Segundo um dos coordenadores da pesquisa, Tiago Feitoza, o projeto visa atender a uma demanda crescente por tecnologias renováveis para tratamento e reaproveitamento de resíduos sólidos. “Muitos animais de produção que vêm a óbito não estão relacionados a problemas que geram riscos de transmissão de zoonoses, mas devido à legislação vigente e a falta de tecnologias para tratamentos alternativos, geralmente são encaminhados para incineração ou acabam recebendo um tratamento não adequado. O projeto quer estabelecer um método capaz de tratar esse tipo de resíduo, gerando um biocomposto que pode ser aproveitado para adubação do solo. Para isso, seguimos todas as diretrizes emanadas pelo Ministério da Agricultura, Pecuária e Abastecimento (MAPA) a respeito de biocomposto como adubo para solo”, explica.

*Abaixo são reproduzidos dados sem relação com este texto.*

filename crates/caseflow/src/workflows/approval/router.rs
use std::sync::Arc;

use axum::{
    extract::{Path, State},
    http::{HeaderMap, StatusCode},
    response::{IntoResponse, Response},
    routing::{get, post},
    Router,
};
use serde::Deserialize;
use serde_json::{json, Map, Value};

use super::forms::FormError;
use super::identity::{RoleDirectory, UserContext};
use super::instance::WorkflowId;
use super::permissions::PermissionRule;
use super::service::{ApprovalError, ApprovalService, CreateWorkflowRequest};
use super::store::InstanceStore;

/// Header carrying the caller's identity, resolved through the directory.
pub const USER_HEADER: &str = "x-user-id";

/// Shared state for the approval endpoints: the service facade plus the
/// directory that turns a user id into roles.
pub struct ApprovalApi<S: InstanceStore> {
    pub service: Arc<ApprovalService<S>>,
    pub directory: Arc<dyn RoleDirectory>,
}

impl<S: InstanceStore> Clone for ApprovalApi<S> {
    fn clone(&self) -> Self {
        Self {
            service: Arc::clone(&self.service),
            directory: Arc::clone(&self.directory),
        }
    }
}

/// Router builder exposing the workflow, form, comment, and permission
/// endpoints.
pub fn approval_router<S>(api: ApprovalApi<S>) -> Router
where
    S: InstanceStore + 'static,
{
    Router::new()
        .route(
            "/api/v1/workflows",
            post(create_handler::<S>).get(inbox_handler::<S>),
        )
        .route(
            "/api/v1/workflows/:workflow_id",
            get(info_handler::<S>).delete(delete_handler::<S>),
        )
        .route(
            "/api/v1/workflows/:workflow_id/status",
            get(status_handler::<S>),
        )
        .route(
            "/api/v1/workflows/:workflow_id/transitions",
            get(transitions_handler::<S>),
        )
        .route(
            "/api/v1/workflows/:workflow_id/transitions/:transition_id",
            post(perform_transition_handler::<S>),
        )
        .route(
            "/api/v1/workflows/:workflow_id/approve",
            post(approve_handler::<S>),
        )
        .route(
            "/api/v1/workflows/:workflow_id/forms/:form_code",
            get(form_view_handler::<S>).post(form_submit_handler::<S>),
        )
        .route(
            "/api/v1/workflows/:workflow_id/comments",
            get(comments_handler::<S>).post(add_comment_handler::<S>),
        )
        .route(
            "/api/v1/permissions",
            get(permission_rules_handler::<S>).post(grant_permission_handler::<S>),
        )
        .route(
            "/api/v1/permissions/:rule_id/active",
            post(rule_active_handler::<S>),
        )
        .with_state(api)
}

impl IntoResponse for ApprovalError {
    fn into_response(self) -> Response {
        let status = match &self {
            ApprovalError::PermissionDenied { .. }
            | ApprovalError::RoleNotAuthorized { .. }
            | ApprovalError::SuperuserRequired => StatusCode::FORBIDDEN,
            ApprovalError::InstanceNotFound(_)
            | ApprovalError::TemplateNotFound(_)
            | ApprovalError::InvalidTransition(_)
            | ApprovalError::UnknownStep { .. }
            | ApprovalError::RuleNotFound(_)
            | ApprovalError::Form(FormError::SchemaNotFound(_)) => StatusCode::NOT_FOUND,
            ApprovalError::ConditionNotMet(_) | ApprovalError::NoPendingStep { .. } => {
                StatusCode::BAD_REQUEST
            }
            ApprovalError::StepAlreadyComplete { .. }
            | ApprovalError::ConcurrentModification => StatusCode::CONFLICT,
            ApprovalError::Form(FormError::Validation(_)) => StatusCode::UNPROCESSABLE_ENTITY,
            ApprovalError::UnknownState(_) | ApprovalError::Storage(_) => {
                StatusCode::INTERNAL_SERVER_ERROR
            }
        };

        let body = match &self {
            ApprovalError::Form(FormError::Validation(violations)) => json!({
                "error": self.to_string(),
                "violations": violations,
            }),
            other => json!({ "error": other.to_string() }),
        };
        (status, axum::Json(body)).into_response()
    }
}

fn authenticate<S: InstanceStore>(
    api: &ApprovalApi<S>,
    headers: &HeaderMap,
) -> Result<UserContext, Response> {
    let user_id = headers
        .get(USER_HEADER)
        .and_then(|value| value.to_str().ok())
        .filter(|value| !value.is_empty());

    let Some(user_id) = user_id else {
        let payload = json!({ "error": "missing x-user-id header" });
        return Err((StatusCode::UNAUTHORIZED, axum::Json(payload)).into_response());
    };

    api.directory.resolve(user_id).ok_or_else(|| {
        let payload = json!({ "error": "unknown user" });
        (StatusCode::UNAUTHORIZED, axum::Json(payload)).into_response()
    })
}

#[derive(Debug, Deserialize)]
pub(crate) struct ApproveRequest {
    #[serde(default)]
    pub(crate) step: Option<u32>,
}

#[derive(Debug, Deserialize)]
pub(crate) struct CommentRequest {
    pub(crate) body: String,
}

#[derive(Debug, Deserialize)]
pub(crate) struct RuleActiveRequest {
    pub(crate) active: bool,
}

pub(crate) async fn create_handler<S: InstanceStore>(
    State(api): State<ApprovalApi<S>>,
    headers: HeaderMap,
    axum::Json(request): axum::Json<CreateWorkflowRequest>,
) -> Response {
    let user = match authenticate(&api, &headers) {
        Ok(user) => user,
        Err(response) => return response,
    };
    match api.service.create(&user, request) {
        Ok(view) => (StatusCode::CREATED, axum::Json(view)).into_response(),
        Err(error) => error.into_response(),
    }
}

pub(crate) async fn inbox_handler<S: InstanceStore>(
    State(api): State<ApprovalApi<S>>,
    headers: HeaderMap,
) -> Response {
    let user = match authenticate(&api, &headers) {
        Ok(user) => user,
        Err(response) => return response,
    };
    match api.service.inbox(&user) {
        Ok(entries) => axum::Json(entries).into_response(),
        Err(error) => error.into_response(),
    }
}

pub(crate) async fn info_handler<S: InstanceStore>(
    State(api): State<ApprovalApi<S>>,
    headers: HeaderMap,
    Path(workflow_id): Path<String>,
) -> Response {
    let user = match authenticate(&api, &headers) {
        Ok(user) => user,
        Err(response) => return response,
    };
    match api.service.workflow_info(&user, &WorkflowId(workflow_id)) {
        Ok(view) => axum::Json(view).into_response(),
        Err(error) => error.into_response(),
    }
}

pub(crate) async fn status_handler<S: InstanceStore>(
    State(api): State<ApprovalApi<S>>,
    headers: HeaderMap,
    Path(workflow_id): Path<String>,
) -> Response {
    let user = match authenticate(&api, &headers) {
        Ok(user) => user,
        Err(response) => return response,
    };
    match api.service.status(&user, &WorkflowId(workflow_id)) {
        Ok(view) => axum::Json(view).into_response(),
        Err(error) => error.into_response(),
    }
}

pub(crate) async fn transitions_handler<S: InstanceStore>(
    State(api): State<ApprovalApi<S>>,
    headers: HeaderMap,
    Path(workflow_id): Path<String>,
) -> Response {
    let user = match authenticate(&api, &headers) {
        Ok(user) => user,
        Err(response) => return response,
    };
    match api
        .service
        .available_transitions(&user, &WorkflowId(workflow_id))
    {
        Ok(views) => axum::Json(views).into_response(),
        Err(error) => error.into_response(),
    }
}

pub(crate) async fn perform_transition_handler<S: InstanceStore>(
    State(api): State<ApprovalApi<S>>,
    headers: HeaderMap,
    Path((workflow_id, transition_id)): Path<(String, String)>,
) -> Response {
    let user = match authenticate(&api, &headers) {
        Ok(user) => user,
        Err(response) => return response,
    };
    match api
        .service
        .perform_transition(&user, &WorkflowId(workflow_id), &transition_id)
    {
        Ok(view) => axum::Json(view).into_response(),
        Err(error) => error.into_response(),
    }
}

pub(crate) async fn approve_handler<S: InstanceStore>(
    State(api): State<ApprovalApi<S>>,
    headers: HeaderMap,
    Path(workflow_id): Path<String>,
    request: Option<axum::Json<ApproveRequest>>,
) -> Response {
    let user = match authenticate(&api, &headers) {
        Ok(user) => user,
        Err(response) => return response,
    };
    let step = request.and_then(|axum::Json(body)| body.step);
    match api
        .service
        .complete_step(&user, &WorkflowId(workflow_id), step)
    {
        Ok(view) => axum::Json(view).into_response(),
        Err(error) => error.into_response(),
    }
}

pub(crate) async fn form_view_handler<S: InstanceStore>(
    State(api): State<ApprovalApi<S>>,
    headers: HeaderMap,
    Path((workflow_id, form_code)): Path<(String, String)>,
) -> Response {
    let user = match authenticate(&api, &headers) {
        Ok(user) => user,
        Err(response) => return response,
    };
    match api
        .service
        .form_data(&user, &WorkflowId(workflow_id), &form_code)
    {
        Ok(view) => axum::Json(view).into_response(),
        Err(error) => error.into_response(),
    }
}

pub(crate) async fn form_submit_handler<S: InstanceStore>(
    State(api): State<ApprovalApi<S>>,
    headers: HeaderMap,
    Path((workflow_id, form_code)): Path<(String, String)>,
    axum::Json(data): axum::Json<Map<String, Value>>,
) -> Response {
    let user = match authenticate(&api, &headers) {
        Ok(user) => user,
        Err(response) => return response,
    };
    match api
        .service
        .submit_form(&user, &WorkflowId(workflow_id), &form_code, data)
    {
        Ok(view) => axum::Json(view).into_response(),
        Err(error) => error.into_response(),
    }
}

pub(crate) async fn comments_handler<S: InstanceStore>(
    State(api): State<ApprovalApi<S>>,
    headers: HeaderMap,
    Path(workflow_id): Path<String>,
) -> Response {
    let user = match authenticate(&api, &headers) {
        Ok(user) => user,
        Err(response) => return response,
    };
    match api.service.comments(&user, &WorkflowId(workflow_id)) {
        Ok(comments) => axum::Json(comments).into_response(),
        Err(error) => error.into_response(),
    }
}

pub(crate) async fn add_comment_handler<S: InstanceStore>(
    State(api): State<ApprovalApi<S>>,
    headers: HeaderMap,
    Path(workflow_id): Path<String>,
    axum::Json(request): axum::Json<CommentRequest>,
) -> Response {
    let user = match authenticate(&api, &headers) {
        Ok(user) => user,
        Err(response) => return response,
    };
    match api
        .service
        .add_comment(&user, &WorkflowId(workflow_id), request.body)
    {
        Ok(comments) => (StatusCode::CREATED, axum::Json(comments)).into_response(),
        Err(error) => error.into_response(),
    }
}

pub(crate) async fn delete_handler<S: InstanceStore>(
    State(api): State<ApprovalApi<S>>,
    headers: HeaderMap,
    Path(workflow_id): Path<String>,
) -> Response {
    let user = match authenticate(&api, &headers) {
        Ok(user) => user,
        Err(response) => return response,
    };
    match api.service.delete(&user, &WorkflowId(workflow_id)) {
        Ok(()) => StatusCode::NO_CONTENT.into_response(),
        Err(error) => error.into_response(),
    }
}

pub(crate) async fn permission_rules_handler<S: InstanceStore>(
    State(api): State<ApprovalApi<S>>,
    headers: HeaderMap,
) -> Response {
    let user = match authenticate(&api, &headers) {
        Ok(user) => user,
        Err(response) => return response,
    };
    match api.service.permission_rules(&user) {
        Ok(rules) => axum::Json(rules).into_response(),
        Err(error) => error.into_response(),
    }
}

pub(crate) async fn grant_permission_handler<S: InstanceStore>(
    State(api): State<ApprovalApi<S>>,
    headers: HeaderMap,
    axum::Json(rule): axum::Json<PermissionRule>,
) -> Response {
    let user = match authenticate(&api, &headers) {
        Ok(user) => user,
        Err(response) => return response,
    };
    match api.service.grant_permission(&user, rule) {
        Ok(()) => StatusCode::CREATED.into_response(),
        Err(error) => error.into_response(),
    }
}

pub(crate) async fn rule_active_handler<S: InstanceStore>(
    State(api): State<ApprovalApi<S>>,
    headers: HeaderMap,
    Path(rule_id): Path<String>,
    axum::Json(request): axum::Json<RuleActiveRequest>,
) -> Response {
    let user = match authenticate(&api, &headers) {
        Ok(user) => user,
        Err(response) => return response,
    };
    match api.service.set_rule_active(&user, &rule_id, request.active) {
        Ok(()) => StatusCode::NO_CONTENT.into_response(),
        Err(error) => error.into_response(),
    }
}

A intenção é que o projeto seja aproveitado em hospitais veterinários e por produtores rurais. “Desse modo, garante-se uma destinação diferenciada e ambientalmente correta para as carcaças de animais de produção, devolvendo ao solo parte do que tiramos dele”, destaca Tiago. Os participantes da pesquisa já construíram uma composteira (local destinado ao recebimento dos compostos a serem trabalhados, como cerrapilheira, estercos, e carcaças). E agora, para garantir que todo o processo seja avaliado, várias análises laboratoriais (microbiológica, parasitológica e composição físico química) e ambientais (temperatura, umidade e volume de massa) serão realizadas, indicando a possível viabilidade dessa metodologia.

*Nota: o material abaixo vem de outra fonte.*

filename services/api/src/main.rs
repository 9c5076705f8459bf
use caseflow_api::run;

#[tokio::main]
async fn main() {
    if let Err(err) = run().await {
        eprintln!("application error: {err}");
        std::process::exit(1);
    }
}
use crate::cli::ServeArgs;
use crate::infra::{AppState, InMemoryRoleDirectory};
use crate::routes::with_approval_routes;
use axum::Extension;
use axum_prometheus::PrometheusMetricLayer;
use caseflow::config::AppConfig;
use caseflow::error::AppError;
use caseflow::telemetry;
use caseflow::workflows::approval::blueprint;
use caseflow::workflows::approval::{
    ApprovalApi, ApprovalService, FormBinder, InMemoryInstanceStore, TemplateRegistry,
};
use std::sync::atomic::Ordering;
use std::sync::Arc;
use tracing::info;

pub(crate) async fn run(mut args: ServeArgs) -> Result<(), AppError> {
    let mut config = AppConfig::load()?;

    if let Some(host) = args.host.take() {
        config.server.host = host;
    }
    if let Some(port) = args.port.take() {
        config.server.port = port;
    }

    telemetry::init(&config.telemetry)?;

    let (prometheus_layer, prometheus_handle) = PrometheusMetricLayer::pair();
    let readiness_flag = Arc::new(std::sync::atomic::AtomicBool::new(false));
    let app_state = AppState {
        readiness: readiness_flag.clone(),
        metrics: Arc::new(prometheus_handle),
    };

    let service = Arc::new(ApprovalService::new(
        TemplateRegistry::new(vec![blueprint::standard_template()]),
        FormBinder::standard(),
        blueprint::standard_permissions(),
        Arc::new(InMemoryInstanceStore::default()),
        config.engine.default_template.clone(),
    ));
    let api = ApprovalApi {
        service,
        directory: Arc::new(InMemoryRoleDirectory::seeded()),
    };

    let app = with_approval_routes(api)
        .layer(Extension(app_state))
        .layer(prometheus_layer);

    let addr = config.server.socket_addr()?;
    let listener = tokio::net::TcpListener::bind(addr).await?;
    readiness_flag.store(true, Ordering::Release);

    info!(?config.environment, %addr, "approval workflow service ready");

    axum::serve(listener, app).await?;
    Ok(())
}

As acadêmicas Camila Menezes, Natyaly Almeida e Micheli Dalcin participam do projeto. A pesquisa também conta com os coordenadores Carina Moresco, Francielle Baptista de Souza, Roberta dos Santos Toledo e Lilian Gavazzoni, além dos pesquisadores Murilo Menck Guimarães, Viviane Talita Gomes Souza de Assis e Lizandra Cristina Sambati.